Absorption, Distribution, and Elimination

Understand how the major PK phases shape a concentration–time profile and how to interpret them visually.
Tip

What you’ll build today: the ability to read a PK profile as a sequence of underlying biological processes.

Learning Objectives

By the end of this lesson, you will be able to:

  • Identify absorption, distribution, and elimination phases.
  • Explain how each phase contributes to profile shape.
  • Recognize overlapping processes.
  • Interpret different regions of the curve mechanistically.

Key Ideas

PK profiles are shaped by different processes dominating at different times.

  • Absorption → drug enters systemic circulation
  • Distribution → drug moves between body spaces
  • Elimination → drug is removed from the body

These processes often overlap, rather than occurring in isolation.

Insight: A PK curve is not one process. It is a time-ordered mixture of processes.

Warning

Do not assume the declining portion of a curve is purely elimination.
Early decline often includes distribution effects as well.


A Simple Process Diagram

flowchart LR
    D[Dose administered] --> A[Absorption into observed system]
    A --> C[Measured concentration rises]
    C --> Dist[Distribution across body spaces]
    Dist --> Elim[Elimination removes drug]

This diagram is simplified, but it is useful because it emphasizes sequence and overlap.
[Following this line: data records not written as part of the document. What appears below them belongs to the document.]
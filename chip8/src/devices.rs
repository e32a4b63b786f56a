//! IO device interface
use crate::{display::Chip8DisplayBuffer, keypad::Keypad};

/// Hooks to provide IO devices to the virtual machine.
///
/// The driving loop calls these once per frame: input is polled before
/// the frame's instructions run, the display is presented after they
/// have all completed.
pub trait Devices {
    /// Write the current host input into the keypad.
    fn poll_keys(&mut self, keypad: &mut Keypad);

    /// Blit the display buffer to screen output.
    fn draw(&mut self, display: Chip8DisplayBuffer<'_>);

    /// Turn the sound buzzer on or off.
    fn buzz(&mut self, state: bool);
}

/// Devices that ignore all output and never press a key.
#[derive(Debug, Default)]
pub struct NullDevices;

impl Devices for NullDevices {
    fn poll_keys(&mut self, _keypad: &mut Keypad) {}

    fn draw(&mut self, _display: Chip8DisplayBuffer<'_>) {}

    fn buzz(&mut self, _state: bool) {}
}

#[derive(Debug, Clone, Copy, PartialEq, Eq)]
#[cfg_attr(feature = "serde", derive(serde::Deserialize))]
#[cfg_attr(feature = "serde", serde(try_from = "u8"))]
#[repr(u8)]
pub enum KeyCode {
    Key0 = 0,
    Key1,
    Key2,
    Key3,
    Key4,
    Key5,
    Key6,
    Key7,
    Key8,
    Key9,
    KeyA,
    KeyB,
    KeyC,
    KeyD,
    KeyE,
    KeyF = 0xF,
}

impl KeyCode {
    #[inline(always)]
    pub fn as_u8(&self) -> u8 {
        *self as u8
    }
}

impl std::fmt::Display for KeyCode {
    fn fmt(&self, f: &mut std::fmt::Formatter) -> std::fmt::Result {
        let key_id = self.as_u8();
        write!(f, "k{key_id:x}")
    }
}

impl From<KeyCode> for u8 {
    fn from(keycode: KeyCode) -> Self {
        keycode.as_u8()
    }
}

impl TryFrom<u8> for KeyCode {
    type Error = InvalidKeyCode;

    fn try_from(key_id: u8) -> Result<Self, Self::Error> {
        match key_id {
            0 => Ok(Self::Key0),
            1 => Ok(Self::Key1),
            2 => Ok(Self::Key2),
            3 => Ok(Self::Key3),
            4 => Ok(Self::Key4),
            5 => Ok(Self::Key5),
            6 => Ok(Self::Key6),
            7 => Ok(Self::Key7),
            8 => Ok(Self::Key8),
            9 => Ok(Self::Key9),
            10 => Ok(Self::KeyA),
            11 => Ok(Self::KeyB),
            12 => Ok(Self::KeyC),
            13 => Ok(Self::KeyD),
            14 => Ok(Self::KeyE),
            15 => Ok(Self::KeyF),
            _ => Err(InvalidKeyCode),
        }
    }
}

#[derive(Debug)]
pub struct InvalidKeyCode;

impl std::error::Error for InvalidKeyCode {}

impl std::fmt::Display for InvalidKeyCode {
    fn fmt(&self, f: &mut std::fmt::Formatter) -> std::fmt::Result {
        write!(f, "keycode must be in range 0 <= keycode < 16")
    }
}
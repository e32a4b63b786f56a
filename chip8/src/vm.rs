//! Virtual machine.
use std::{
    fmt::{self, Write},
    path::Path,
    time::Duration,
};

use log::{debug, info};
use rand::{rngs::StdRng, RngCore, SeedableRng};

use crate::{
    bytecode::Op,
    clock::{Clock, Hz},
    constants::*,
    cpu::Chip8Cpu,
    devices::{Devices, KeyCode},
    display::Chip8DisplayBuffer,
    error::{Chip8Error, Chip8Result},
    interp, loader,
    memory::check_program_size,
};

pub struct Chip8Vm {
    cpu: Chip8Cpu,
    /// Instruction clock.
    clock: Clock,
    /// Delay and sound timer clock, fixed at 60Hz.
    timer: Clock,
    /// Source of random bytes for `Cxnn`.
    rng: Box<dyn RngCore + Send>,
    /// Buzzer transitions not yet forwarded to the audio device.
    buzz_events: Vec<bool>,
    conf: Chip8Conf,
}

impl Chip8Vm {
    pub fn new(conf: Chip8Conf) -> Self {
        let rng = match conf.seed {
            Some(seed) => StdRng::seed_from_u64(seed),
            None => StdRng::from_entropy(),
        };
        Self::with_rng(conf, rng)
    }

    /// Create a VM drawing random numbers from the given generator.
    pub fn with_rng(conf: Chip8Conf, rng: impl RngCore + Send + 'static) -> Self {
        let frequency = conf
            .clock_frequency
            .unwrap_or(Hz(DEFAULT_CLOCK_FREQUENCY));

        Chip8Vm {
            cpu: Chip8Cpu::new(),
            clock: Clock::from_hz(frequency),
            timer: Clock::default(),
            rng: Box::new(rng),
            buzz_events: Vec::new(),
            conf,
        }
    }

    /// Configuration that was used to instantiate the VM.
    pub fn config(&self) -> &Chip8Conf {
        &self.conf
    }

    /// Read a ROM file and load it into memory.
    pub fn load_rom(&mut self, filepath: impl AsRef<Path>) -> Chip8Result<()> {
        let bytecode = loader::read_rom(filepath)?;
        self.load_bytecode(&bytecode)
    }

    pub fn load_bytecode(&mut self, bytecode: &[u8]) -> Chip8Result<()> {
        if !check_program_size(bytecode) {
            return Err(Chip8Error::RomTooLarge {
                size: bytecode.len(),
                max: PROGRAM_MAX_SIZE,
            });
        }

        // Start with clean memory to avoid leaking previous program.
        self.cpu.reset();

        // Load program into virtual RAM
        self.cpu.ram.load_program(bytecode)?;

        // Reset the program counter to prepare for execution.
        self.cpu.registers.set_pc(MEM_START);

        self.reset();

        info!("loaded program: {} bytes", bytecode.len());

        Ok(())
    }

    pub fn display_buffer(&self) -> Chip8DisplayBuffer<'_> {
        self.cpu.display.snapshot()
    }

    /// Read access to the machine state.
    pub fn cpu(&self) -> &Chip8Cpu {
        &self.cpu
    }
}

#[derive(Debug, Clone, Copy, PartialEq, Eq)]
#[repr(u8)]
pub enum Flow {
    Ok,
    /// Program counter has jumped to a new address.
    ///
    /// This is useful for the caller to avoid being
    /// blocked on infinite or long running loops.
    ///
    /// This is returned when the interpreter encounters:
    ///
    /// - 1nnn (`JP addr`)
    /// - 2nnn (`CALL addr`)
    /// - 00EE (`RET`)
    /// - Bnnn (`JP V0, addr`)
    Jump,
    /// Display buffer was modified.
    Draw,
    /// Buzzer was switched on or off.
    Sound,
    /// Wait for a keypress.
    ///
    /// This is triggered by the opcode `Fx0A` (`LD Vx, K`), which stops
    /// execution until a key is pressed, and loads the key value into `Vx`.
    KeyWait,
}

/// VM Configuration Parameters.
#[derive(Debug, Default, Clone)]
#[cfg_attr(feature = "serde", derive(serde::Deserialize))]
#[cfg_attr(feature = "serde", serde(default))]
pub struct Chip8Conf {
    /// Instructions executed per second by [`Chip8Vm::update`].
    ///
    /// A frequency of zero leaves stepping entirely to the caller.
    pub clock_frequency: Option<Hz>,
    pub quirks: Quirks,
    /// Seed for the random number generator, for reproducible runs.
    pub seed: Option<u64>,
}

/// Behaviours that differ between historical interpreters.
///
/// The defaults follow the common modern convention.
#[derive(Debug, Default, Clone, Copy, PartialEq, Eq)]
#[cfg_attr(feature = "serde", derive(serde::Deserialize))]
#[cfg_attr(feature = "serde", serde(default))]
pub struct Quirks {
    /// `8xy6` and `8xyE` shift `Vy` and store the result in `Vx`,
    /// instead of shifting `Vx` in place.
    pub shift_uses_vy: bool,
    /// `Fx55` and `Fx65` leave `I` pointing after the last register.
    pub load_store_increments_i: bool,
}

/// Interpreter
impl Chip8Vm {
    /// Sets the keyboard key input state.
    ///
    /// A key going down resumes a VM that is waiting for input.
    pub fn set_key(&mut self, key: KeyCode, pressed: bool) {
        self.cpu.keypad.set_key(key.as_u8(), pressed);
    }

    /// Clear the keyboard input state, setting all keys to up.
    pub fn clear_keys(&mut self) {
        self.cpu.keypad.clear()
    }

    /// Whether the machine is stalled on `Fx0A`.
    pub fn is_waiting_for_key(&self) -> bool {
        self.cpu.key_wait.is_some()
    }

    /// Clear internal state in preparation for a fresh startup.
    fn reset(&mut self) {
        self.clock.reset();
        self.timer.reset();
        self.buzz_events.clear();
    }

    /// Execute a single instruction.
    pub fn step(&mut self) -> Chip8Result<Flow> {
        let flow = interp::step(&mut self.cpu, self.rng.as_mut(), &self.conf.quirks)?;

        if flow == Flow::Sound {
            let state = self.cpu.timers.buzzer();
            debug!("buzzer {}", if state { "on" } else { "off" });
        }

        Ok(flow)
    }

    /// Execute the given number of instructions, without counting down timers.
    pub fn run_steps(&mut self, step_count: usize) -> Chip8Result<Flow> {
        let mut flow = Flow::Ok;

        for _ in 0..step_count {
            flow = self.step()?;
        }

        Ok(flow)
    }

    /// Count down the delay and sound timers by one 60Hz cycle.
    ///
    /// Returns the new buzzer state when the sound timer reached zero.
    pub fn tick_timers(&mut self) -> Option<bool> {
        let change = self.cpu.timers.tick();

        if let Some(state) = change {
            debug!("buzzer {}", if state { "on" } else { "off" });
        }

        change
    }

    /// Advance the machine by the given amount of wall time.
    ///
    /// The instruction clock and the 60Hz timer clock accumulate time
    /// independently. The timer ticks that are due are spread evenly
    /// between the instruction steps that are due.
    ///
    /// Buzzer transitions of this batch are kept in [`Chip8Vm::buzz_events`]
    /// until the next call.
    pub fn update(&mut self, elapsed: Duration) -> Chip8Result<Flow> {
        self.buzz_events.clear();

        let steps = self.clock.advance(elapsed) as u64;
        let ticks = self.timer.advance(elapsed) as u64;

        let mut flow = Flow::Ok;
        let mut ticked = 0;

        for i in 0..steps {
            while ticked * steps < i * ticks {
                self.update_timers();
                ticked += 1;
            }
            flow = self.step()?;
            if flow == Flow::Sound {
                self.buzz_events.push(self.cpu.timers.buzzer());
            }
        }

        while ticked < ticks {
            self.update_timers();
            ticked += 1;
        }

        Ok(flow)
    }

    fn update_timers(&mut self) {
        if let Some(state) = self.tick_timers() {
            self.buzz_events.push(state);
        }
    }

    /// Buzzer transitions from the last [`Chip8Vm::update`], in order.
    pub fn buzz_events(&self) -> &[bool] {
        &self.buzz_events
    }

    /// Run one presentation frame against the given devices.
    ///
    /// Input is polled first, then the machine is advanced by `elapsed`,
    /// buzzer transitions are forwarded in order, and finally the display
    /// is presented once the frame's instructions have all completed.
    pub fn run_frame(
        &mut self,
        devices: &mut impl Devices,
        elapsed: Duration,
    ) -> Chip8Result<Flow> {
        devices.poll_keys(&mut self.cpu.keypad);

        let result = self.update(elapsed);

        for state in self.buzz_events.drain(..) {
            devices.buzz(state);
        }
        devices.draw(self.cpu.display.snapshot());

        result
    }
}

/// Troubleshooting
impl Chip8Vm {
    /// Returns the program memory as a human readable listing.
    pub fn dump_ram(&self, count: usize) -> Result<String, fmt::Error> {
        let mut buf = String::new();

        for addr in (MEM_START..MEM_START + count).step_by(2) {
            let bytes = self.cpu.ram.read_instr(addr);
            write!(buf, "{:04X}: {:02X}{:02X}", addr, bytes[0], bytes[1])?;
            match Op::decode(bytes) {
                Some(op) => writeln!(buf, " {op}")?,
                None => writeln!(buf)?,
            }
        }

        Ok(buf)
    }

    pub fn dump_display(&self) -> Result<String, fmt::Error> {
        self.cpu.display.dump()
    }

    pub fn dump_keys(&self) -> Result<String, fmt::Error> {
        let mut buf = String::new();

        if self.cpu.keypad.any_key() {
            write!(buf, "keys: ")?;
            for i in 0..KEY_COUNT {
                if self.cpu.keypad.is_pressed(i) {
                    write!(buf, "k{i:x}")?;
                }
            }
        }

        Ok(buf)
    }
}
Worked Example: Reading a Profile

A simple visual reading might be:

  • Rising phase → absorption dominates
  • Early decline after the peak → distribution and elimination may both contribute
  • Late decline → elimination tends to dominate more clearly

You do not need a fitted model yet to start reasoning this way. The shape itself already contains useful clues.


Expanding the Example

The same type of observed data can suggest different underlying stories.

Case 1: Sharp Rise → Smooth Decline

This profile looks visually simple.

You might interpret:

  • rise → absorption dominates
  • decline → one major decline phase appears dominant

That does not prove a one-compartment process, but visually the profile appears relatively simple.
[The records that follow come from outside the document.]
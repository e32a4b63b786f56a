//! Runner configuration file.
use std::{fs, path::Path};

use chip8::{Chip8Conf, KeyCode};
use log::info;
use serde::Deserialize;

use crate::error::AppError;

/// Settings for a headless run, loaded from YAML.
///
/// ```yaml
/// vm:
///   clock_frequency: 700
///   seed: 42
///   quirks:
///     shift_uses_vy: true
/// frames: 600
/// keys:
///   - { frame: 30, key: 5, pressed: true }
///   - { frame: 32, key: 5, pressed: false }
/// ```
#[derive(Debug, Default, Deserialize)]
#[serde(default)]
pub struct RunConfig {
    pub vm: Chip8Conf,
    /// Number of 60Hz frames to run before stopping.
    pub frames: Option<u64>,
    /// Scripted keypad input, replayed in place of a keyboard.
    pub keys: Vec<KeyEvent>,
}

#[derive(Debug, Clone, Copy, PartialEq, Eq, Deserialize)]
pub struct KeyEvent {
    pub frame: u64,
    pub key: KeyCode,
    pub pressed: bool,
}

impl RunConfig {
    pub fn from_file(filepath: impl AsRef<Path>) -> Result<Self, AppError> {
        let filepath = filepath.as_ref();
        info!("loading config {}", filepath.display());

        let file = fs::File::open(filepath)?;
        Self::from_reader(file)
    }

    pub fn from_reader(reader: impl std::io::Read) -> Result<Self, AppError> {
        let mut config: RunConfig = serde_yaml::from_reader(reader)?;
        config.keys.sort_by_key(|event| event.frame);
        Ok(config)
    }
}
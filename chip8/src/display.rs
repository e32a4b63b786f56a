//! Monochrome display buffer.
use std::fmt::{self, Write};

use crate::constants::*;

/// Read-only view of the display, handed to renderers.
pub type Chip8DisplayBuffer<'a> = &'a [bool; DISPLAY_BUFFER_SIZE];

/// 64x32 pixel grid, origin top-left, stored row by row.
pub struct Display {
    pixels: Box<[bool; DISPLAY_BUFFER_SIZE]>,
}

impl Default for Display {
    fn default() -> Self {
        Self {
            pixels: Box::new([false; DISPLAY_BUFFER_SIZE]),
        }
    }
}

impl Display {
    pub fn new() -> Self {
        Default::default()
    }

    pub fn clear(&mut self) {
        self.pixels.fill(false);
    }

    /// XOR the sprite onto the buffer at the given coordinate.
    ///
    /// Sprite is encoded as 8 pixels wide, one byte per row, most significant
    /// bit leftmost. Pixels drawn outside the display area wrap around to the
    /// other side.
    ///
    /// Returns `true` when any pixel that was on has been turned off.
    pub fn draw_sprite(&mut self, x: usize, y: usize, sprite: &[u8]) -> bool {
        let mut is_erased = false;

        for (r, row) in sprite.iter().enumerate() {
            // Each row is 8 bits representing the 8 pixels of the sprite.
            for c in 0..8 {
                let new_px = (row >> (7 - c) & 1) != 0;
                if !new_px {
                    continue;
                }

                let d = ((x + c) & DISPLAY_WIDTH_MASK)
                    + ((y + r) & DISPLAY_HEIGHT_MASK) * DISPLAY_WIDTH;

                let old_px = self.pixels[d];

                // XOR erases a pixel when both the old and new values are both 1.
                is_erased |= old_px;

                self.pixels[d] = !old_px;
            }
        }

        is_erased
    }

    #[inline]
    pub fn pixel(&self, x: usize, y: usize) -> bool {
        self.pixels[(x & DISPLAY_WIDTH_MASK) + (y & DISPLAY_HEIGHT_MASK) * DISPLAY_WIDTH]
    }

    pub fn snapshot(&self) -> Chip8DisplayBuffer<'_> {
        &self.pixels
    }

    /// Render the buffer as text, `#` for lit pixels and `.` for dark.
    pub fn dump(&self) -> Result<String, fmt::Error> {
        let mut buf = String::with_capacity(DISPLAY_BUFFER_SIZE + DISPLAY_HEIGHT);

        for row in self.pixels.chunks(DISPLAY_WIDTH) {
            for px in row {
                buf.write_char(if *px { '#' } else { '.' })?;
            }
            writeln!(buf)?;
        }

        Ok(buf)
    }
}

#[cfg(test)]
mod test {
    use super::*;

    #[test]
    fn test_draw_collision() {
        let mut display = Display::new();

        // Draw two pixels next to each other.
        // The zero bits of the second draw must not erase
        // the pixels of the first draw
        //
        // ____####, erased == false
        // ########, erased == false
        assert!(!display.draw_sprite(4, 0, &[0b11110000]));
        assert!(!display.draw_sprite(0, 0, &[0b11110000]));
        assert!((0..8).all(|x| display.pixel(x, 0)));

        // Overlapping draw erases
        assert!(display.draw_sprite(0, 0, &[0b10000000]));
        assert!(!display.pixel(0, 0));
    }

    #[test]
    fn test_draw_wraps() {
        let mut display = Display::new();
        display.draw_sprite(62, 31, &[0b11110000, 0b10000000]);

        assert!(display.pixel(62, 31));
        assert!(display.pixel(63, 31));
        assert!(display.pixel(0, 31));
        assert!(display.pixel(1, 31));
        // Second row wrapped to the top
        assert!(display.pixel(62, 0));
        assert!(!display.pixel(63, 0));
    }

    #[test]
    fn test_clear() {
        let mut display = Display::new();
        display.draw_sprite(10, 10, &[0xFF; 5]);
        display.clear();
        assert!(display.snapshot().iter().all(|px| !px));
    }

    #[test]
    fn test_dump() {
        let mut display = Display::new();
        display.draw_sprite(0, 0, &[0b10100000]);
        let text = display.dump().unwrap();
        let first = text.lines().next().unwrap();
        assert!(first.starts_with("#.#."));
        assert_eq!(first.len(), DISPLAY_WIDTH);
        assert_eq!(text.lines().count(), DISPLAY_HEIGHT);
    }
}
Case 2: Sharp Peak → Fast Drop → Slow Tail

This profile suggests a different interpretation:

  • rise → absorption
  • early decline → distribution may contribute
  • later decline → elimination appears more dominant

Same kind of observed data.

Different mechanistic reading.


Insight

Different regions of the profile answer different questions.

For example:

  • the rising phase may tell you about absorption timing
  • the early post-peak region may tell you whether decline is more complex than a single phase
  • the late phase may be most useful for elimination-oriented interpretation
Note

A useful habit is to ask: “What process is most likely dominating this part of the curve?”


Strategies

  • Read the profile in segments rather than as one undifferentiated curve
  • Compare early and late slope behavior
  • Compare linear and log scale views when needed to reveal structure
  • Treat visual patterns as clues, not proof

Common Mistakes

  • Assuming decline equals elimination
  • Ignoring overlapping processes
  • Treating the curve as if it reflects a single mechanism
  • Over-interpreting poorly observed phases

Practice Problems

  1. What process typically dominates the rising portion of the profile?
  2. Why is the early decline after the peak not always pure elimination?
  3. Why can the late phase be especially useful for interpretation?
  4. What question should you ask when slope changes over time?
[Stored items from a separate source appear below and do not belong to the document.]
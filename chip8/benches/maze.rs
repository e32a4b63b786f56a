use std::time::Duration;

use criterion::{black_box, criterion_group, criterion_main, Criterion};

use chip8::{prelude::*, NullDevices};

/// Random maze generator, endlessly drawing diagonal lines.
#[rustfmt::skip]
const MAZE: &[u8] = &[
    0xA2, 0x1E, // LD I, 0x21E
    0xC2, 0x01, // RND v2, 1
    0x32, 0x01, // SE v2, 1
    0xA2, 0x1A, // LD I, 0x21A
    0xD0, 0x14, // DRW v0, v1, 4
    0x70, 0x04, // ADD v0, 4
    0x30, 0x40, // SE v0, 64
    0x12, 0x00, // JP 0x200
    0x60, 0x00, // LD v0, 0
    0x71, 0x04, // ADD v1, 4
    0x31, 0x20, // SE v1, 32
    0x12, 0x00, // JP 0x200
    0x12, 0x18, // JP 0x218
    0x80, 0x40, 0x20, 0x10, // sprite \
    0x20, 0x40, 0x80, 0x10, // sprite /
];

fn maze_vm() -> Chip8Vm {
    let mut vm = Chip8Vm::new(Chip8Conf {
        seed: Some(0),
        ..Default::default()
    });
    vm.load_bytecode(MAZE).unwrap();
    vm
}

fn criterion_benchmark(c: &mut Criterion) {
    {
        let mut vm = maze_vm();

        c.bench_function("maze steps", |b| {
            b.iter(|| {
                let step_count = black_box(1000_usize);
                black_box(vm.run_steps(step_count))
            })
        });
    }

    {
        let mut vm = maze_vm();
        let mut devices = NullDevices;
        let frame = Duration::from_micros(16_667);

        c.bench_function("maze frame", |b| {
            b.iter(|| black_box(vm.run_frame(&mut devices, black_box(frame))))
        });
    }
}

criterion_group!(benches, criterion_benchmark);
criterion_main!(benches);
// src/commands/progress.rs
//! Terminal progress display for the reinstall batch
//!
//! An overall bar on top with a spinner status line below showing the
//! package currently being downloaded or reinstalled.

use crate::progress::ProgressTracker;
use indicatif::{MultiProgress, ProgressBar, ProgressStyle};
use std::time::Duration;

/// Progress bar pair driven through `ProgressTracker`
pub struct BatchProgress {
    _multi: MultiProgress,
    overall: ProgressBar,
    status: ProgressBar,
}

impl BatchProgress {
    /// Create a tracker for `total` packages
    ///
    /// # Arguments
    /// * `total` - Number of packages expected (can be changed later)
    /// * `operation` - Label shown in front of the bar (e.g. "Reinstalling")
    pub fn new(total: u64, operation: &str) -> Self {
        let multi = MultiProgress::new();

        let overall = ProgressBar::new(total);
        overall.set_style(
            ProgressStyle::default_bar()
                .template("{msg} ({pos}/{len}) [{bar:40.green/dim}] {percent}%")
                .expect("Invalid progress bar template")
                .progress_chars("##-"),
        );
        overall.set_message(operation.to_string());

        let status = ProgressBar::new_spinner();
        status.set_style(
            ProgressStyle::default_spinner()
                .template("  {spinner:.cyan} {msg}")
                .expect("Invalid spinner template"),
        );
        status.enable_steady_tick(Duration::from_millis(100));

        let overall = multi.add(overall);
        let status = multi.add(status);

        Self {
            _multi: multi,
            overall,
            status,
        }
    }
}

impl ProgressTracker for BatchProgress {
    fn set_message(&self, message: &str) {
        self.status.set_message(message.to_string());
    }

    fn increment(&self, amount: u64) {
        self.overall.inc(amount);
    }

    fn set_length(&self, length: u64) {
        // The download phase and the reinstall loop share the bar
        self.overall.set_position(0);
        self.overall.set_length(length);
    }

    fn finish_with_message(&self, message: &str) {
        self.status.finish_and_clear();
        self.overall.finish_with_message(message.to_string());
    }
}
  1. Absorption usually dominates the rising portion of the profile.
  2. Because distribution and elimination can both contribute to early decline.
  3. Because later behavior may reflect a clearer elimination-dominant region.
  4. Ask: “What process is most likely dominating this part of the curve?”

Summary

PK profiles have shape because different processes dominate at different times.

Reading them well means recognizing that:

  • rise does not just mean “drug is present”
  • decline does not always mean “simple elimination”
  • different regions of the curve can carry different mechanistic clues

This is one of the foundations of pharmacometric intuition.


  • Think in phases, not one curve.
  • Early decline is not always pure elimination.
  • Overlap between processes is normal.
  • Use shape as a clue, not as proof of mechanism.
  • Ask what process is likely dominating each region.